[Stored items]

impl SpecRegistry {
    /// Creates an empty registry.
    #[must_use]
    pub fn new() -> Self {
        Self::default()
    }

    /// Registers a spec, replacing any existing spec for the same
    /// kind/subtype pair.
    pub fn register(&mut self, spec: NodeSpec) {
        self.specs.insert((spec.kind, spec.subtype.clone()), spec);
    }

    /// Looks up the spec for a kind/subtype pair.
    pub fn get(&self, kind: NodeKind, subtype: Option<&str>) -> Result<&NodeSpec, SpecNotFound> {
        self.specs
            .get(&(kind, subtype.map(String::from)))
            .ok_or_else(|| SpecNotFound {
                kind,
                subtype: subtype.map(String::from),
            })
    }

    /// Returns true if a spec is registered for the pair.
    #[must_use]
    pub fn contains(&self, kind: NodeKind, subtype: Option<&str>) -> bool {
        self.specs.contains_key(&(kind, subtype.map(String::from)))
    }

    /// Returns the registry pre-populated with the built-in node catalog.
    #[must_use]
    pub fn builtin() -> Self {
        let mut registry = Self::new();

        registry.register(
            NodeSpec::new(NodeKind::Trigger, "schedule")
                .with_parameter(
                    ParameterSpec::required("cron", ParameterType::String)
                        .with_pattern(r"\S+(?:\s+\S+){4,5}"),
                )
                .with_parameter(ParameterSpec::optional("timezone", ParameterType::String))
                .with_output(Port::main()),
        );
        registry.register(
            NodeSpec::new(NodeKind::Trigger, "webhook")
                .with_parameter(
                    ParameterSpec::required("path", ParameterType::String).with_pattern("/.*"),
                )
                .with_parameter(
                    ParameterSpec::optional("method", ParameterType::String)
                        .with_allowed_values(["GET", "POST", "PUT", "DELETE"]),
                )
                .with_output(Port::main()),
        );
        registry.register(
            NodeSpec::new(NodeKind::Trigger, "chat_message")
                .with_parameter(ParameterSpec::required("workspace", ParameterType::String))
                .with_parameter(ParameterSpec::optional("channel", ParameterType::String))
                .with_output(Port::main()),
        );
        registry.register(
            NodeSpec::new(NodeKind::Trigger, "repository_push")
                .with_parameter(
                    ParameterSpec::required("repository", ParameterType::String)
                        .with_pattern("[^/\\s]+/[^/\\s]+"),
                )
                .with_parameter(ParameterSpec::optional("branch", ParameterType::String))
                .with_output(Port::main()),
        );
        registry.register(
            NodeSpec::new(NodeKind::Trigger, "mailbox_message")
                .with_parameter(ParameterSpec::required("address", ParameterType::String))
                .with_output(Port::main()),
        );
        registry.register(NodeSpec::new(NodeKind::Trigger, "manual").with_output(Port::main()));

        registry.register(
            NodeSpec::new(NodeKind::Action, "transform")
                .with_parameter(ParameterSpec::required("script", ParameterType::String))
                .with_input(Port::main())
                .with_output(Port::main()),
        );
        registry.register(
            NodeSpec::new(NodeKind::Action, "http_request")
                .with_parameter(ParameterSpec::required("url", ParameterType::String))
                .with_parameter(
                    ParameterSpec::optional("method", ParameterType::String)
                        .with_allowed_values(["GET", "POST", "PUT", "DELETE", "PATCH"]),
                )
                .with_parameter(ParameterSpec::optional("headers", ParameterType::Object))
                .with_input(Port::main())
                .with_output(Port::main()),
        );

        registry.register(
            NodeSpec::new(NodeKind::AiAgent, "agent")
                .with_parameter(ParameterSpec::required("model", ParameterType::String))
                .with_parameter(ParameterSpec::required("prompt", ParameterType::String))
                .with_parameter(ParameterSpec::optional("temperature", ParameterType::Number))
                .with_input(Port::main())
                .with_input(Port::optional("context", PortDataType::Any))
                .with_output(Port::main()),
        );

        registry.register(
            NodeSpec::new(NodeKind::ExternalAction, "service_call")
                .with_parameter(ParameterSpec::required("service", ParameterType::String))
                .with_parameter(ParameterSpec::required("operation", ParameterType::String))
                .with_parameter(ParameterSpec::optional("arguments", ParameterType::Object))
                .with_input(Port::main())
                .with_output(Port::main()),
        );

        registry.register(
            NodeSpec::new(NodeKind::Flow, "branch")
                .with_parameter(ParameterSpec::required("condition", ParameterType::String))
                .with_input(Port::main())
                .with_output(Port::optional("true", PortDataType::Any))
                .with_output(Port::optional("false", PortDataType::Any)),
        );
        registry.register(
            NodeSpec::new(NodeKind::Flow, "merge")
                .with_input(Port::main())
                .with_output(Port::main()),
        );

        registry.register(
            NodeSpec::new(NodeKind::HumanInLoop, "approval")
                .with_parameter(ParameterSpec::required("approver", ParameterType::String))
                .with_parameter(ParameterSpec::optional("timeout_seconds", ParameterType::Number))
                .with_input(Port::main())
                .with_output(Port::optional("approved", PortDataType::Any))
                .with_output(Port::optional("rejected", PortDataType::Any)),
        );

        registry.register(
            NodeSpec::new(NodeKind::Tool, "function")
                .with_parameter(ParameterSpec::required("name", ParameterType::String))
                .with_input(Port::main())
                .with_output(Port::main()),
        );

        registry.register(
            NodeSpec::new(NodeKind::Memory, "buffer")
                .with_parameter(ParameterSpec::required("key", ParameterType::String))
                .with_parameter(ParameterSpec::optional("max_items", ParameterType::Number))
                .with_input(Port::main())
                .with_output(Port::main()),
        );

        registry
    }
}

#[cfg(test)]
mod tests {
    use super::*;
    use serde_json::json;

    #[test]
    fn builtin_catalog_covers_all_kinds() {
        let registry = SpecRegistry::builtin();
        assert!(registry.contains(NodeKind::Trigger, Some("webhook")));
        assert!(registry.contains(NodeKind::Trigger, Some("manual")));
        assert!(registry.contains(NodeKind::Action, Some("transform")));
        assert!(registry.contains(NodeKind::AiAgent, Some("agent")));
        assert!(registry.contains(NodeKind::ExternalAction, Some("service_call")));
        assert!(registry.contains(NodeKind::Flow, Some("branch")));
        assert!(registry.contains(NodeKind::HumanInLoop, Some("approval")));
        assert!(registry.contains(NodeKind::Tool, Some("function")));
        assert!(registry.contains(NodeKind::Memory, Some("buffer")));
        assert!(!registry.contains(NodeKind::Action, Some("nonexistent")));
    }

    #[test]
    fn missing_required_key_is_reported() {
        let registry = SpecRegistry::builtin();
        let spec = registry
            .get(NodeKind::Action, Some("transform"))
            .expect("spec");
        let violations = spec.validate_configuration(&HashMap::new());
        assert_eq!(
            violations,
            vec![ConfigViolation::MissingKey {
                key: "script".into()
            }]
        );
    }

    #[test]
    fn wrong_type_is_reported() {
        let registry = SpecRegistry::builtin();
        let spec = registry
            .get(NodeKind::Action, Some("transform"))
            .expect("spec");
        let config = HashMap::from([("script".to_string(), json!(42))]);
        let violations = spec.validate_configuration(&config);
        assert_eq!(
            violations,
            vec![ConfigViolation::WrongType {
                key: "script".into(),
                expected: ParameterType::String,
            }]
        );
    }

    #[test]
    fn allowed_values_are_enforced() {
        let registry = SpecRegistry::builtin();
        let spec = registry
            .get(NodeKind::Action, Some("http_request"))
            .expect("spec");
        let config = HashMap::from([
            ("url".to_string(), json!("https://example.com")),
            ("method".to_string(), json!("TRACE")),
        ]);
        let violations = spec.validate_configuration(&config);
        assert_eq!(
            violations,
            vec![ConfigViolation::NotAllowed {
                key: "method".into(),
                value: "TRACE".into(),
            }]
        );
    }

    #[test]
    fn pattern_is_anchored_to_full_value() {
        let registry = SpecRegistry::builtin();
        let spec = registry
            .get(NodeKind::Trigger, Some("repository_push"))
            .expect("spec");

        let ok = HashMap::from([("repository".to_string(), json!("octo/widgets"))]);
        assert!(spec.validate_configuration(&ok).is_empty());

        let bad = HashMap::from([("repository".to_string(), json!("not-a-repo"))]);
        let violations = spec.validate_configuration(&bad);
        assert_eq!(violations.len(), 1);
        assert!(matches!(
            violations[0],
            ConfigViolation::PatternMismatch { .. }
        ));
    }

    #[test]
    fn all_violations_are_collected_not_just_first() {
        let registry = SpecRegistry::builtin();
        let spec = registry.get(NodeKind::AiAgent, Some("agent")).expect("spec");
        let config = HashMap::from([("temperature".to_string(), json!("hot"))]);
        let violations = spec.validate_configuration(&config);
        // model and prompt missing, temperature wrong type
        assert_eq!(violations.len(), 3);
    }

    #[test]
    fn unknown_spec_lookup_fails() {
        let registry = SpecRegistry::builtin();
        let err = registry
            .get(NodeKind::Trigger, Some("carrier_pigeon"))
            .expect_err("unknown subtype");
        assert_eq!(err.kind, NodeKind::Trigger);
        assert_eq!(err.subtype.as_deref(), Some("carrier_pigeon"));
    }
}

Task details:
Look above for the line that contains "assert!(spec.validate_configuration(&ok).is_empty());". That line and every line after it through the end of the data must be written out exactly, with nothing else.

Answer section:
        assert!(spec.validate_configuration(&ok).is_empty());

        let bad = HashMap::from([("repository".to_string(), json!("not-a-repo"))]);
        let violations = spec.validate_configuration(&bad);
        assert_eq!(violations.len(), 1);
        assert!(matches!(
            violations[0],
            ConfigViolation::PatternMismatch { .. }
        ));
    }

    #[test]
    fn all_violations_are_collected_not_just_first() {
        let registry = SpecRegistry::builtin();
        let spec = registry.get(NodeKind::AiAgent, Some("agent")).expect("spec");
        let config = HashMap::from([("temperature".to_string(), json!("hot"))]);
        let violations = spec.validate_configuration(&config);
        // model and prompt missing, temperature wrong type
        assert_eq!(violations.len(), 3);
    }

    #[test]
    fn unknown_spec_lookup_fails() {
        let registry = SpecRegistry::builtin();
        let err = registry
            .get(NodeKind::Trigger, Some("carrier_pigeon"))
            .expect_err("unknown subtype");
        assert_eq!(err.kind, NodeKind::Trigger);
        assert_eq!(err.subtype.as_deref(), Some("carrier_pigeon"));
    }
}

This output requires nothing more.